The composition tilted toward the off-plan market (69%), where developers continue to churn out studio and one-bedroom launches that investors quickly absorb. The ready market (31%) still held weight, reflecting liquidity in completed towers that have long defined the skyline. Together, studios and 1 BRs formed over 70 percent of transactions, a clear signal that Business Bay trades less in sprawling homes and more in churnable, compact formats that keep the wheels of liquidity turning.
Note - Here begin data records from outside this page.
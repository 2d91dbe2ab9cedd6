//! Asset pipeline for CSS and JavaScript output.

/// Asset pipeline utilities.
pub struct AssetPipeline;

impl AssetPipeline {
    /// Generate the main CSS file.
    pub fn generate_css() -> String {
        DEFAULT_CSS.to_string()
    }

    /// Generate the main JavaScript file.
    pub fn generate_js() -> String {
        DEFAULT_JS.to_string()
    }

    /// Minify CSS using lightningcss.
    pub fn minify_css(css: &str) -> Result<String, String> {
        use lightningcss::stylesheet::{ParserOptions, PrinterOptions, StyleSheet};

        let stylesheet = StyleSheet::parse(css, ParserOptions::default())
            .map_err(|e| format!("CSS parse error: {}", e))?;

        let minified = stylesheet
            .to_css(PrinterOptions {
                minify: true,
                ..Default::default()
            })
            .map_err(|e| format!("CSS minify error: {}", e))?;

        Ok(minified.code)
    }
}

const DEFAULT_CSS: &str = r#"/* Vitrine viewer theme */

:root {
  --accent: #f5b301;
  --ink: #17233b;
  --muted: #6b7280;
  --surface: #ffffff;
  --surface-alt: #f6f7f9;
  --border: #e5e7eb;
  --danger: #b91c1c;
  --content-max-width: 960px;
}

* {
  box-sizing: border-box;
  margin: 0;
  padding: 0;
}

body {
  font-family: system-ui, -apple-system, sans-serif;
  background: var(--surface);
  color: var(--ink);
  line-height: 1.6;
}

main {
  max-width: var(--content-max-width);
  margin: 0 auto;
  padding: 2rem 1.5rem;
}

/* Header and footer */

.site-header {
  display: flex;
  align-items: center;
  justify-content: space-between;
  padding: 1rem 1.5rem;
  background: var(--ink);
}

.site-logo {
  color: var(--accent);
  font-weight: 700;
  font-size: 1.25rem;
  text-decoration: none;
}

.site-nav a {
  color: #ffffff;
  text-decoration: none;
  margin-left: 1.25rem;
}

.site-nav a:hover {
  color: var(--accent);
}

.site-footer {
  border-top: 1px solid var(--border);
  color: var(--muted);
  text-align: center;
  padding: 1.5rem;
  margin-top: 3rem;
}

/* Buttons */

.button {
  display: inline-block;
  padding: 0.5rem 1rem;
  border: none;
  border-radius: 0.375rem;
  font-size: 0.9rem;
  font-weight: 500;
  text-decoration: none;
  cursor: pointer;
}

.button-primary {
  background: var(--accent);
  color: var(--ink);
}

.button-secondary {
  background: var(--surface-alt);
  color: var(--ink);
  border: 1px solid var(--border);
}

/* Home */

.hero {
  background: linear-gradient(to right, var(--ink), #0b1120);
  color: #ffffff;
  text-align: center;
  padding: 3.5rem 1.5rem;
  margin: -2rem -1.5rem 2rem;
}

.hero h1 {
  font-size: 2.5rem;
  margin-bottom: 0.5rem;
}

.hero p {
  color: #d1d5db;
  font-size: 1.125rem;
}

.entry-list {
  display: grid;
  gap: 1.25rem;
}

.entry-card {
  border: 1px solid var(--border);
  border-radius: 0.5rem;
  padding: 1.5rem;
}

.entry-card:hover {
  box-shadow: 0 4px 16px rgba(23, 35, 59, 0.08);
}

.entry-description {
  color: var(--muted);
  margin: 0.5rem 0 1rem;
}

.entry-meta {
  display: flex;
  gap: 1rem;
  color: var(--muted);
  font-size: 0.875rem;
  margin-bottom: 1rem;
}

.entry-category {
  color: var(--ink);
  font-weight: 500;
}

.entry-actions {
  display: flex;
  gap: 0.5rem;
}

/* Viewer */

.viewer-toolbar {
  display: flex;
  align-items: center;
  justify-content: space-between;
  gap: 1rem;
  margin-bottom: 1rem;
}

.viewer-actions {
  display: flex;
  gap: 0.5rem;
}

.viewer-meta {
  background: var(--surface-alt);
  border: 1px solid var(--border);
  border-radius: 0.5rem;
  padding: 1rem 1.25rem;
  font-size: 0.9rem;
  margin-bottom: 1.5rem;
}

.viewer-body {
  margin-top: 2rem;
}

.viewer-body h1,
.viewer-body h2 {
  margin: 1.5rem 0 0.75rem;
}

.viewer-body p {
  margin-bottom: 1rem;
}

/* Embeds */

.embed-frame {
  border: 1px solid var(--border);
  border-radius: 0.5rem;
  overflow: hidden;
}

.embed-frame iframe {
  display: block;
  width: 100%;
  height: 600px;
  border: 0;
}

.embed-frame-full iframe {
  height: calc(100vh - 8rem);
}

.embed-empty {
  display: flex;
  align-items: center;
  justify-content: center;
  height: 200px;
  background: var(--surface-alt);
  color: var(--muted);
  border-radius: 0.5rem;
}

/* Share */

.share-page {
  background: var(--surface-alt);
}

.share-header {
  text-align: center;
  padding: 1.5rem;
}

.share-header p {
  color: var(--muted);
}

/* Editor */

.editor-toolbar {
  display: flex;
  align-items: center;
  gap: 1rem;
  border-bottom: 1px solid var(--border);
  padding-bottom: 1rem;
  margin-bottom: 1rem;
}

.editor-toolbar h1 {
  font-size: 1.25rem;
  flex: 1;
}

.editor-source {
  width: 100%;
  min-height: 24rem;
  font-family: ui-monospace, monospace;
  font-size: 0.875rem;
  padding: 1rem;
  border: 1px solid var(--border);
  border-radius: 0.5rem;
  resize: vertical;
}

.editor-note {
  color: var(--muted);
  font-size: 0.8rem;
  margin-top: 0.5rem;
}

/* Categories */

.category-layout {
  display: grid;
  grid-template-columns: 220px 1fr;
  gap: 2rem;
}

.category-sidebar h2 {
  font-size: 1.1rem;
  margin-bottom: 0.75rem;
}

.category-link {
  display: block;
  padding: 0.5rem 0.75rem;
  border-radius: 0.375rem;
  color: var(--muted);
  text-decoration: none;
}

.category-link:hover {
  background: var(--surface-alt);
}

.category-link.active {
  background: var(--accent);
  color: var(--ink);
  font-weight: 500;
}

.category-back {
  display: block;
  margin-top: 1.5rem;
  padding-top: 1.5rem;
  border-top: 1px solid var(--border);
  color: var(--muted);
  font-size: 0.875rem;
  text-decoration: none;
}

.category-count {
  color: var(--muted);
  margin-bottom: 1.5rem;
}

.category-main .entry-card {
  margin-bottom: 1.25rem;
}

.category-index-header {
  text-align: center;
  margin-bottom: 2.5rem;
}

.category-index-header p {
  color: var(--muted);
  font-size: 1.125rem;
}

.category-grid {
  display: grid;
  grid-template-columns: repeat(auto-fill, minmax(240px, 1fr));
  gap: 1.5rem;
}

.category-card {
  display: block;
  padding: 1.5rem;
  border-radius: 0.75rem;
  border: 2px solid var(--border);
  text-decoration: none;
  color: var(--ink);
  transition: transform 0.15s ease, box-shadow 0.15s ease;
}

.category-card:hover {
  transform: translateY(-4px);
  box-shadow: 0 8px 24px rgba(23, 35, 59, 0.12);
}

.category-card p {
  color: var(--muted);
}

.category-emoji {
  font-size: 2rem;
  margin-bottom: 0.75rem;
}

.card-blue { background: #dbeafe; border-color: #93c5fd; }
.card-green { background: #dcfce7; border-color: #86efac; }
.card-emerald { background: #d1fae5; border-color: #6ee7b7; }
.card-red { background: #fee2e2; border-color: #fca5a5; }
.card-purple { background: #f3e8ff; border-color: #d8b4fe; }
.card-orange { background: #ffedd5; border-color: #fdba74; }
.card-gray { background: #f3f4f6; border-color: #d1d5db; }

/* Misc */

.not-found {
  text-align: center;
  padding: 4rem 0;
}

.not-found h1 {
  font-size: 4rem;
  color: var(--muted);
}

.empty-state {
  text-align: center;
  color: var(--muted);
  padding: 2rem 0;
}
"#;

const DEFAULT_JS: &str = r#"// Viewer page interactions.
(function () {
  'use strict';

  // Copy-share-link buttons
  document.querySelectorAll('[data-copy-link]').forEach(function (button) {
    button.addEventListener('click', function () {
      var url = button.getAttribute('data-copy-link');
      var label = button.textContent;
      navigator.clipboard.writeText(url).then(
        function () {
          button.textContent = 'Copied!';
          setTimeout(function () { button.textContent = label; }, 2000);
        },
        function () {
          window.prompt('Copy this link:', url);
        }
      );
    });
  });

  // Editor mock save - no persistence
  document.querySelectorAll('[data-demo-save]').forEach(function (button) {
    button.addEventListener('click', function () {
      button.disabled = true;
      button.textContent = 'Saving...';
      setTimeout(function () {
        button.disabled = false;
        button.textContent = 'Save';
        window.alert('Changes saved! (Demo only - no actual file write)');
      }, 1000);
    });
  });
})();
"#;

#[cfg(test)]
mod tests {
    use super::*;

    #[test]
    fn generates_css() {
        let css = AssetPipeline::generate_css();
        assert!(css.contains(".category-card"));
        assert!(css.contains(".embed-frame"));
    }

    #[test]
    fn minifies_css() {
        let css = AssetPipeline::generate_css();
        let minified = AssetPipeline::minify_css(&css).unwrap();

        assert!(minified.len() < css.len());
        assert!(minified.contains("card-gray"));
    }

    #[test]
    fn generates_js() {
        let js = AssetPipeline::generate_js();
        assert!(js.contains("data-copy-link"));
        assert!(js.contains("data-demo-save"));
    }
}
Business Bay is less a lifestyle haven and more a market machine, where compact units dominate, investors find quick entry and exit, and volumes rise without unsettling price stability.
🧭 AIQYA Insight
For investors, the story is straightforward: a corridor that rewards those seeking yield and liquidity rather than space. For end-users, Business Bay offers immediacy and centrality, but rarely serenity. It is Dubai’s reminder that in some districts, it is churn, not charm, that defines the market pulse.
Key Market Metrics – Business Bay, H1 2025
Numbers often tell a story of their own, and in Business Bay they read like the ledger of a restless marketplace. Transactions kept pace with the skyline, steady, tall, and unrelenting. By the close of H1 2025, 3,721 homes had changed hands, carrying a total value of AED 8.3 billion. The heartbeat was quick but not erratic: prices held to a narrow band, signalling confidence rather than frenzy.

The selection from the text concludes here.